Florissant Police warned drivers about a similar auto-theft scheme that starts with a fender bender earlier this week

ST. LOUIS — Police are investigating after a woman had her car stolen after a minor rear-end crash at an intersection on the Delmar Loop.

A security alert from the Washington University police department said the incident happened at Skinker and Delmar boulevards at around 4:15 Thursday afternoon. 

While stopped at the light, the 60-year-old driver said someone bumped into the back of her car. She pulled over, and as she got out of her vehicle, a person in the other car pushed her out of the way and stole her car.

When the victim grabbed a door handle, the suspect began to accelerate. As the suspect continued to drive, he abruptly swerved which caused the victim to lose her grip and fall to the ground. She was then hit by her car.

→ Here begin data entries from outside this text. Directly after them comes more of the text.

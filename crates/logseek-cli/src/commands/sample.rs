//! Sample command implementation.

use std::path::Path;

use anyhow::{Context, Result};
use chrono::Local;
use clap::Args;

use logseek_core::query::{self, TimeArgs};
use logseek_core::{LogStore, QueryRequest, Record, RepoDescriptor};
use logseek_http::HttpStore;

use crate::context::CommandContext;
use crate::output;
use crate::render;

/// How far back to look for a sample record, in minutes.
const SAMPLE_WINDOW_MINUTES: f64 = 60.0;

#[derive(Args, Debug)]
pub struct SampleArgs {}

/// Fetch one recent record from the repository, if any.
pub(crate) async fn fetch_sample(
    store: &HttpStore,
    descriptor: &RepoDescriptor,
) -> Result<Option<Record>> {
    let args = TimeArgs {
        minute: SAMPLE_WINDOW_MINUTES,
        ..Default::default()
    };
    let window = query::resolve_window(&args, 0, Local::now())?;
    let built = query::build("", &window, descriptor, None);

    let request = QueryRequest {
        repo: descriptor.name.clone(),
        query: built.query,
        sort: built.sort,
        from: 0,
        size: 1,
        scroll: None,
    };
    let result = store.query(&request).await?;
    Ok(result.records.into_iter().next())
}

pub async fn run(_args: SampleArgs, config: Option<&Path>) -> Result<()> {
    let mut ctx = CommandContext::load(config)?;
    let profile = ctx.profile()?;
    let store = ctx.store(&profile)?;
    let descriptor = ctx.descriptor(&profile, &store, false).await?;

    let sample = fetch_sample(&store, &descriptor)
        .await
        .context("Failed to fetch sample record")?;

    let Some(record) = sample else {
        output::note("No records in the last hour.");
        return Ok(());
    };

    let fields = render::select_fields("*", &descriptor.schema);
    print!("{}", render::format_verbose(&record, &fields));

    if let Some(account) = ctx.book.current_account_mut() {
        if let Some(cache) = account.repos.get_mut(&descriptor.name) {
            cache.sample = Some(record);
        }
    }
    ctx.save();

    Ok(())
}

Emergency responders treated the woman at the scene but she refused further treatment.

Both cars were last seen heading east on Delmar Boulevard.

The St. Louis Metropolitan Police Department is investigating. 

Florissant police warned drivers about a similar auto theft scheme that starts with a fender bender earlier this week.

RELATED: Police warn about new car-theft scheme that starts with fender bender

Police said there's been a few auto thefts that start out with a car bumping into the back of another vehicle. Per usual, both parties got out to inspect the damage. While that's going on, someone from the second vehicle hops out and steals the victim's vehicle.

"Well you have a million things going through your mind, it doesn't happen often," Officer Steven Michael said.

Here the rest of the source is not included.